【インタビュー】窪田正孝 真性・カメレオン俳優の理想「芝居をしないでそこにいる」
黒崎を演じる上で、ST内での彼の役割やポジションを鑑みつつ「少し引いた視点で全体を見るように意識していた」と語るが、それは実は本作での役作りに限らず、窪田さん自身の生き方、他人との接し方、仕事への向き合い方にも重なっているように思える。
その思いを強くしたのは最後の質問――「ライバル、尊敬、憧れ、刺激…どのような視点でもいいので、いま特に意識している俳優は?」という問いへの答えと理由を語った時だ。窪田さんが名を挙げたのは「Nのために」で共演した女優・榮倉奈々だった。
「直近の作品で一番近くで見ていたからというのもありますが、榮倉さんのお芝居ってすごく繊細なんです。

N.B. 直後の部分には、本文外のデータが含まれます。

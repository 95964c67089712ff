//! HTTP client for the platform resource APIs.
//!
//! Every kind exposes the same REST shape under
//! `{base}/api/v1/projects/{project}/{api_path}`: `POST` to create, `POST /byids`
//! to retrieve, `POST /update`, `POST /delete` and a cursor-paginated `GET`
//! to list.

use async_trait::async_trait;
use reqwest::{header, Client, Method};
use serde::Deserialize;
use serde_json::{json, Value};
use std::time::Duration;
use tracing::{debug, trace, warn};

use super::api::PlatformApi;
use crate::config::PlatformSettings;
use crate::error::{ModkitError, PlatformError, Result};
use crate::resources::{Identifier, ResourceKind};

/// Delay before the first retry; doubled on each further attempt.
const RETRY_BASE_DELAY_MS: u64 = 500;

/// Upper bound on a server-requested rate-limit wait.
const MAX_RATE_LIMIT_WAIT_SECS: u64 = 60;

/// Page size used when listing.
const LIST_PAGE_SIZE: u32 = 1000;

/// Platform API client.
#[derive(Debug, Clone)]
pub struct PlatformClient {
    /// HTTP client.
    client: Client,
    /// Base URL without trailing slash.
    base_url: String,
    /// Project name.
    project: String,
    /// Bearer token.
    token: String,
    /// Maximum retries for transient failures.
    max_retries: u32,
    /// Delay before the first retry.
    retry_base: Duration,
}

/// Item list response.
#[derive(Debug, Deserialize)]
#[serde(rename_all = "camelCase")]
struct ItemsResponse {
    #[serde(default)]
    items: Vec<Value>,
    #[serde(default)]
    next_cursor: Option<String>,
}

impl PlatformClient {
    /// Creates a new client from connection settings.
    ///
    /// # Errors
    ///
    /// Returns an error if no token is configured or the HTTP client cannot be
    /// created.
    pub fn new(settings: &PlatformSettings) -> Result<Self> {
        let token = settings.require_token()?.to_string();
        let client = Client::builder()
            .timeout(settings.timeout)
            .build()
            .map_err(|e| PlatformError::network(format!("Failed to create HTTP client: {e}")))?;

        Ok(Self {
            client,
            base_url: settings.base_url.trim_end_matches('/').to_string(),
            project: settings.project.clone(),
            token,
            max_retries: settings.max_retries,
            retry_base: Duration::from_millis(RETRY_BASE_DELAY_MS),
        })
    }

    /// Overrides the delay before the first retry.
    #[must_use]
    pub const fn with_retry_base(mut self, delay: Duration) -> Self {
        self.retry_base = delay;
        self
    }

    fn endpoint(&self, kind: ResourceKind, suffix: &str) -> String {
        format!(
            "{}/api/v1/projects/{}/{}{suffix}",
            self.base_url,
            self.project,
            kind.api_path()
        )
    }

    /// Executes a request, retrying transient failures with exponential backoff.
    async fn execute(
        &self,
        method: Method,
        url: &str,
        query: &[(&str, String)],
        body: Option<&Value>,
    ) -> Result<ItemsResponse> {
        let mut attempt = 0;
        loop {
            match self.execute_once(method.clone(), url, query, body).await {
                Ok(response) => return Ok(response),
                Err(e) if e.is_retryable() && attempt < self.max_retries => {
                    let backoff = self.retry_base * 2_u32.saturating_pow(attempt);
                    let delay = e
                        .retry_delay_secs()
                        .filter(|secs| *secs > 0)
                        .map_or(backoff, |secs| {
                            Duration::from_secs(secs.min(MAX_RATE_LIMIT_WAIT_SECS))
                        });
                    attempt += 1;
                    warn!(
                        "Transient failure on {url}: {e}; retry {attempt} of {} in {delay:?}",
                        self.max_retries
                    );
                    tokio::time::sleep(delay).await;
                }
                Err(e) => return Err(e),
            }
        }
    }

    /// Executes a single request.
    async fn execute_once(
        &self,
        method: Method,
        url: &str,
        query: &[(&str, String)],
        body: Option<&Value>,
    ) -> Result<ItemsResponse> {
        trace!("{method} {url}");

        let mut request = self
            .client
            .request(method, url)
            .header(header::AUTHORIZATION, format!("Bearer {}", self.token))
            .query(query);
        if let Some(body) = body {
            request = request.json(body);
        }

        let response = request.send().await.map_err(|e| {
            ModkitError::Platform(PlatformError::NetworkError {
                message: format!("Request failed: {e}"),
            })
        })?;

        let status = response.status();

        if status.as_u16() == 429 {
            let retry_after = response
                .headers()
                .get("retry-after")
                .and_then(|v| v.to_str().ok())
                .and_then(|s| s.parse().ok())
                .unwrap_or_default();

            return Err(ModkitError::Platform(PlatformError::RateLimited {
                retry_after_secs: retry_after,
            }));
        }

        if status.as_u16() == 401 || status.as_u16() == 403 {
            let body = response.text().await.unwrap_or_default();
            return Err(ModkitError::Platform(PlatformError::AuthenticationFailed {
                message: format!("{status}: {body}"),
            }));
        }

        if !status.is_success() {
            let body = response.text().await.unwrap_or_default();
            return Err(ModkitError::Platform(PlatformError::api_error(
                status.as_u16(),
                body,
            )));
        }

        let text = response.text().await.map_err(|e| {
            ModkitError::Platform(PlatformError::InvalidResponse {
                message: format!("Failed to read response: {e}"),
            })
        })?;
        if text.trim().is_empty() {
            return Ok(ItemsResponse {
                items: Vec::new(),
                next_cursor: None,
            });
        }
        serde_json::from_str(&text).map_err(|e| {
            ModkitError::Platform(PlatformError::InvalidResponse {
                message: format!("Failed to parse response: {e}"),
            })
        })
    }
}

fn id_items(ids: &[Identifier]) -> Vec<Value> {
    ids.iter().map(Identifier::to_json).collect()
}

#[async_trait]
impl PlatformApi for PlatformClient {
    async fn retrieve(&self, kind: ResourceKind, ids: &[Identifier]) -> Result<Vec<Value>> {
        if ids.is_empty() {
            return Ok(Vec::new());
        }
        debug!("Retrieving {} {kind}", ids.len());
        let body = json!({ "items": id_items(ids), "ignoreUnknownIds": true });
        let response = self
            .execute(Method::POST, &self.endpoint(kind, "/byids"), &[], Some(&body))
            .await?;
        Ok(response.items)
    }

    async fn list(&self, kind: ResourceKind) -> Result<Vec<Value>> {
        let url = self.endpoint(kind, "");
        let mut items = Vec::new();
        let mut cursor: Option<String> = None;
        loop {
            let mut query = vec![("limit", LIST_PAGE_SIZE.to_string())];
            if let Some(c) = &cursor {
                query.push(("cursor", c.clone()));
            }
            let page = self.execute(Method::GET, &url, &query, None).await?;
            items.extend(page.items);
            match page.next_cursor {
                Some(next) if !next.is_empty() => cursor = Some(next),
                _ => break,
            }
        }
        debug!("Listed {} {kind}", items.len());
        Ok(items)
    }

    async fn create(&self, kind: ResourceKind, items: &[Value]) -> Result<Vec<Value>> {
        debug!("Creating {} {kind}", items.len());
        let body = json!({ "items": items });
        let response = self
            .execute(Method::POST, &self.endpoint(kind, ""), &[], Some(&body))
            .await?;
        Ok(response.items)
    }

    async fn update(&self, kind: ResourceKind, items: &[Value]) -> Result<Vec<Value>> {
        debug!("Updating {} {kind}", items.len());
        let body = json!({ "items": items });
        let response = self
            .execute(Method::POST, &self.endpoint(kind, "/update"), &[], Some(&body))
            .await?;
        Ok(response.items)
    }

    async fn delete(&self, kind: ResourceKind, ids: &[Identifier]) -> Result<()> {
        debug!("Deleting {} {kind}", ids.len());
        let body = json!({ "items": id_items(ids) });
        self.execute(Method::POST, &self.endpoint(kind, "/delete"), &[], Some(&body))
            .await?;
        Ok(())
    }
}

#[cfg(test)]
mod tests {
    use super::*;
    use wiremock::matchers::{body_json, header, method, path, query_param};
    use wiremock::{Mock, MockServer, ResponseTemplate};

    fn client(server: &MockServer) -> PlatformClient {
        let settings = PlatformSettings {
            base_url: server.uri(),
            project: String::from("acme"),
            token: Some(String::from("secret")),
            timeout: Duration::from_secs(5),
            max_retries: 2,
        };
        PlatformClient::new(&settings)
            .unwrap()
            .with_retry_base(Duration::from_millis(1))
    }

    #[tokio::test]
    async fn test_retrieve_posts_ids() {
        let server = MockServer::start().await;
        Mock::given(method("POST"))
            .and(path("/api/v1/projects/acme/datasets/byids"))
            .and(header("authorization", "Bearer secret"))
            .and(body_json(json!({
                "items": [{"externalId": "ds_1"}],
                "ignoreUnknownIds": true
            })))
            .respond_with(
                ResponseTemplate::new(200)
                    .set_body_json(json!({"items": [{"externalId": "ds_1", "id": 7}]})),
            )
            .expect(1)
            .mount(&server)
            .await;

        let items = client(&server)
            .retrieve(ResourceKind::DataSet, &[Identifier::data_set("ds_1")])
            .await
            .unwrap();
        assert_eq!(items.len(), 1);
    }

    #[tokio::test]
    async fn test_list_follows_cursor() {
        let server = MockServer::start().await;
        Mock::given(method("GET"))
            .and(path("/api/v1/projects/acme/models/spaces"))
            .and(query_param("cursor", "page2"))
            .respond_with(
                ResponseTemplate::new(200).set_body_json(json!({"items": [{"space": "b"}]})),
            )
            .mount(&server)
            .await;
        Mock::given(method("GET"))
            .and(path("/api/v1/projects/acme/models/spaces"))
            .respond_with(ResponseTemplate::new(200).set_body_json(
                json!({"items": [{"space": "a"}], "nextCursor": "page2"}),
            ))
            .mount(&server)
            .await;

        let items = client(&server).list(ResourceKind::Space).await.unwrap();
        assert_eq!(items, vec![json!({"space": "a"}), json!({"space": "b"})]);
    }

    #[tokio::test]
    async fn test_server_errors_are_retried() {
        let server = MockServer::start().await;
        Mock::given(method("POST"))
            .and(path("/api/v1/projects/acme/timeseries"))
            .respond_with(ResponseTemplate::new(503))
            .up_to_n_times(1)
            .mount(&server)
            .await;
        Mock::given(method("POST"))
            .and(path("/api/v1/projects/acme/timeseries"))
            .respond_with(ResponseTemplate::new(200).set_body_json(json!({"items": []})))
            .mount(&server)
            .await;

        let result = client(&server)
            .create(ResourceKind::TimeSeries, &[json!({"externalId": "ts"})])
            .await;
        assert!(result.is_ok());
    }

    #[tokio::test]
    async fn test_rejections_are_not_retried() {
        let server = MockServer::start().await;
        Mock::given(method("POST"))
            .and(path("/api/v1/projects/acme/transformations/delete"))
            .respond_with(ResponseTemplate::new(400).set_body_string("bad id"))
            .expect(1)
            .mount(&server)
            .await;

        let err = client(&server)
            .delete(
                ResourceKind::Transformation,
                &[Identifier::Transformation {
                    external_id: String::from("t"),
                }],
            )
            .await
            .unwrap_err();
        assert!(matches!(
            err,
            ModkitError::Platform(PlatformError::ApiRequestFailed { status: 400, .. })
        ));
    }

    #[tokio::test]
    async fn test_auth_failure() {
        let server = MockServer::start().await;
        Mock::given(method("POST"))
            .respond_with(ResponseTemplate::new(403))
            .expect(1)
            .mount(&server)
            .await;

        let err = client(&server)
            .update(ResourceKind::Group, &[json!({"name": "g"})])
            .await
            .unwrap_err();
        assert!(matches!(
            err,
            ModkitError::Platform(PlatformError::AuthenticationFailed { .. })
        ));
    }

    #[test]
    fn test_client_requires_token() {
        let settings = PlatformSettings {
            base_url: String::from("http://localhost"),
            project: String::from("acme"),
            token: None,
            timeout: Duration::from_secs(1),
            max_retries: 0,
        };
        assert!(PlatformClient::new(&settings).is_err());
    }
}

何て言えばいいのか…主演として周りの役者の芝居を受け止めて、リアクションしていかなくてはいけない中で、感情の見せ方が本当に繊細で丁寧で自然でした。まさに『演じていないことを演じている』『素の自分を演じている』という感じで、もしかしたらそれは、僕が理想としてそうあるべきと感じているものと同じなのかもなと。僕自身がそう勝手に感じていただけで、言葉にしてしまうと壊れてしまうような気がして、ご本人とはそうした話は全くしてはないんですが…。